** Opening WORKING DATA block **

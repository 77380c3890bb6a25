use async_trait::async_trait;
use chrono::{DateTime, Utc};
use sqlx::Row;

use mrq_core::error::{Error, Result};
use mrq_core::traits::{RatingStore, RatingSummary};
use mrq_core::types::Rating;

/// `sqlx`-backed rating store, read-only in the backtest path.
pub struct SqlRatingStore {
    pool: sqlx::AnyPool,
}

impl SqlRatingStore {
    pub fn new(pool: sqlx::AnyPool) -> Self {
        Self { pool }
    }

    /// Not part of the `RatingStore` contract (which only specifies
    /// `query`/`summarize`); used by ingest paths that also backfill
    /// ratings alongside candles.
    pub async fn insert_many(&self, ratings: &[Rating]) -> Result<u64> {
        let mut inserted = 0u64;
        for rating in ratings {
            let result = sqlx::query(
                "INSERT OR IGNORE INTO ratings (symbol, timestamp, rating, rating_deviation, volatility, performance_score)
                 VALUES (?, ?, ?, ?, ?, ?)",
            )
            .bind(&rating.symbol)
            .bind(rating.timestamp.to_rfc3339())
            .bind(rating.rating)
            .bind(rating.rating_deviation)
            .bind(rating.volatility)
            .bind(rating.performance_score)
            .execute(&self.pool)
            .await
            .map_err(|e| Error::PersistenceError(e.to_string()))?;

            inserted += result.rows_affected();
        }
        Ok(inserted)
    }
}

#[async_trait]
impl RatingStore for SqlRatingStore {
    async fn query(&self, symbol: &str, start: DateTime<Utc>, end: DateTime<Utc>) -> Result<Vec<Rating>> {
        let rows = sqlx::query(
            "SELECT symbol, timestamp, rating, rating_deviation, volatility, performance_score
             FROM ratings
             WHERE symbol = ? AND timestamp >= ? AND timestamp < ?
             ORDER BY timestamp ASC",
        )
        .bind(symbol)
        .bind(start.to_rfc3339())
        .bind(end.to_rfc3339())
        .fetch_all(&self.pool)
        .await
        .map_err(|e| Error::PersistenceError(e.to_string()))?;

        rows.into_iter()
            .map(|row| {
                let ts: String = row.try_get("timestamp").map_err(|e| Error::PersistenceError(e.to_string()))?;
                let timestamp = DateTime::parse_from_rfc3339(&ts)
                    .map(|t| t.with_timezone(&Utc))
                    .map_err(|e| Error::PersistenceError(e.to_string()))?;
                Ok(Rating {
                    symbol: row.try_get("symbol").map_err(|e| Error::PersistenceError(e.to_string()))?,
                    timestamp,
                    rating: row.try_get("rating").map_err(|e| Error::PersistenceError(e.to_string()))?,
                    rating_deviation: row.try_get("rating_deviation").map_err(|e| Error::PersistenceError(e.to_string()))?,
                    volatility: row.try_get("volatility").map_err(|e| Error::PersistenceError(e.to_string()))?,
                    performance_score: row.try_get("performance_score").map_err(|e| Error::PersistenceError(e.to_string()))?,
                })
            })
            .collect()
    }

    async fn summarize(&self, symbol: &str) -> Result<RatingSummary> {
        let row = sqlx::query(
            "SELECT MIN(timestamp) as min_ts, MAX(timestamp) as max_ts, COUNT(*) as cnt FROM ratings WHERE symbol = ?",
        )
        .bind(symbol)
        .fetch_one(&self.pool)
        .await
        .map_err(|e| Error::PersistenceError(e.to_string()))?;

        let min_ts: Option<String> = row.try_get("min_ts").ok();
        let max_ts: Option<String> = row.try_get("max_ts").ok();
        let count: i64 = row.try_get("cnt").unwrap_or(0);

        Ok(RatingSummary {
            min_ts: min_ts.and_then(|s| DateTime::parse_from_rfc3339(&s).ok()).map(|t| t.with_timezone(&Utc)),
            max_ts: max_ts.and_then(|s| DateTime::parse_from_rfc3339(&s).ok()).map(|t| t.with_timezone(&Utc)),
            count: count.max(0) as u64,
        })
    }
}

#[cfg(test)]
mod tests {
    use super::*;
    use crate::schema::init_schema;

    async fn memory_pool() -> sqlx::AnyPool {
        sqlx::any::install_default_drivers();
        let pool = sqlx::any::AnyPoolOptions::new()
            .max_connections(1)
            .connect("sqlite::memory:")
            .await
            .expect("in-memory sqlite");
        init_schema(&pool).await.unwrap();
        pool
    }

    #[tokio::test]
    async fn summarize_reflects_inserted_range() {
        let pool = memory_pool().await;
        let store = SqlRatingStore::new(pool);
        let t0 = Utc::now();
        let ratings = vec![
            Rating { symbol: "BTCUSDT".into(), timestamp: t0, rating: 1500.0, rating_deviation: 30.0, volatility: 0.05, performance_score: 0.1 },
            Rating { symbol: "BTCUSDT".into(), timestamp: t0 + chrono::Duration::minutes(5), rating: 1510.0, rating_deviation: 29.0, volatility: 0.05, performance_score: 0.1 },
        ];
        store.insert_many(&ratings).await.unwrap();

        let summary = store.summarize("BTCUSDT").await.unwrap();
        assert_eq!(summary.count, 2);
        assert!(summary.min_ts.is_some());
        assert!(summary.max_ts.unwrap() > summary.min_ts.unwrap());
    }
}
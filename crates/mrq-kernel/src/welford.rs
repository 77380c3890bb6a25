use mrq_core::Error;

use crate::{all_finite, WindowSeries};

/// Welford accumulator over a fixed-size window: `mean`/`m2` describe the
/// `n` values currently inside the window.
struct WelfordState {
    n: usize,
    mean: f64,
    m2: f64,
}

impl WelfordState {
    fn new() -> Self {
        Self { n: 0, mean: 0.0, m2: 0.0 }
    }

    fn push(&mut self, x: f64) {
        self.n += 1;
        let delta = x - self.mean;
        self.mean += delta / self.n as f64;
        let delta2 = x - self.mean;
        self.m2 += delta * delta2;
    }

    /// Remove `x` from the window. `x` must be a value previously pushed
    /// and not yet removed (the oldest surviving element).
    fn remove(&mut self, x: f64) {
        if self.n <= 1 {
            self.n = 0;
            self.mean = 0.0;
            self.m2 = 0.0;
            return;
        }
        let new_n = self.n - 1;
        let delta = x - self.mean;
        let new_mean = self.mean - delta / new_n as f64;
        self.m2 -= delta * (x - new_mean);
        self.mean = new_mean;
        self.n = new_n;
    }

    fn variance(&self, sample: bool) -> f64 {
        let divisor = if sample {
            (self.n.saturating_sub(1)) as f64
        } else {
            self.n as f64
        };
        if divisor <= 0.0 {
            0.0
        } else {
            (self.m2 / divisor).max(0.0)
        }
    }
}

/// Walks `values` with a window of `window_size`, maintaining `(mean, std)`
/// per right-aligned window position via decremental Welford. `sample`
/// selects sample variance (divide by W-1) vs population variance
/// (divide by W).
pub(crate) fn welford_window_stats(
    values: &[f64],
    window_size: usize,
    sample: bool,
) -> Vec<(f64, f64)> {
    let n = values.len();
    let w = window_size;
    let mut out = Vec::with_capacity(n - w + 1);

    let mut state = WelfordState::new();
    for &v in &values[0..w] {
        state.push(v);
    }
    out.push((state.mean, state.variance(sample).sqrt()));

    for i in w..n {
        state.remove(values[i - w]);
        state.push(values[i]);
        out.push((state.mean, state.variance(sample).sqrt()));
    }

    out
}

/// Companion to [`crate::compute_window_metrics`]: the same four aligned
/// series, but standard deviation uses sample variance (divide by W-1)
/// computed via Welford's online recurrence throughout, for callers who
/// need the unbiased estimator rather than the population one.
pub fn compute_window_metrics_welford(values: &[f64], window_size: usize) -> Result<WindowSeries, Error> {
    let n = values.len();
    let w = window_size;
    if w == 0 || n < w {
        return Err(Error::InsufficientData(format!(
            "need at least {w} values, got {n}"
        )));
    }
    if !all_finite(values) {
        return Err(Error::InvalidInput("non-finite value in series".into()));
    }

    let stats = welford_window_stats(values, w, true);
    let mut series = WindowSeries::with_capacity(stats.len());

    for (i, (mean, std)) in stats.into_iter().enumerate() {
        let z = if std < crate::STD_EPSILON {
            0.0
        } else {
            (values[i + w - 1] - mean) / std
        };
        series.push(z, mean, std);
    }

    Ok(series)
}

#[cfg(test)]
mod tests {
    use super::*;

    #[test]
    fn sample_variance_uses_w_minus_one() {
        let values = vec![2.0, 4.0, 4.0, 4.0, 5.0, 5.0, 7.0, 9.0];
        let series = compute_window_metrics_welford(&values, values.len()).unwrap();
        // population std of this set is 2.0; sample std is slightly larger.
        assert!(series.rolling_std[0] > 2.0);
        assert!((series.rolling_std[0] - 2.138_089_935_299_395).abs() < 1e-9);
    }

    #[test]
    fn sliding_removal_matches_fresh_accumulation() {
        let values = vec![1.0, 3.0, 5.0, 2.0, 8.0, 4.0, 6.0, 9.0, 0.0, 7.0];
        let w = 4;
        let incremental = welford_window_stats(&values, w, false);
        for (idx, (mean, std)) in incremental.iter().enumerate() {
            let window = &values[idx..idx + w];
            let fresh_mean = window.iter().sum::<f64>() / w as f64;
            let fresh_var = window.iter().map(|v| (v - fresh_mean).powi(2)).sum::<f64>() / w as f64;
            assert!((mean - fresh_mean).abs() < 1e-9);
            assert!((std - fresh_var.sqrt()).abs() < 1e-9);
        }
    }
}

** Closing WORKING DATA block **

PROBLEM TO WORK ON: Give the number of lines containing "divisor" in the entries, and no other text.

EXERCISE RESPONSE: 3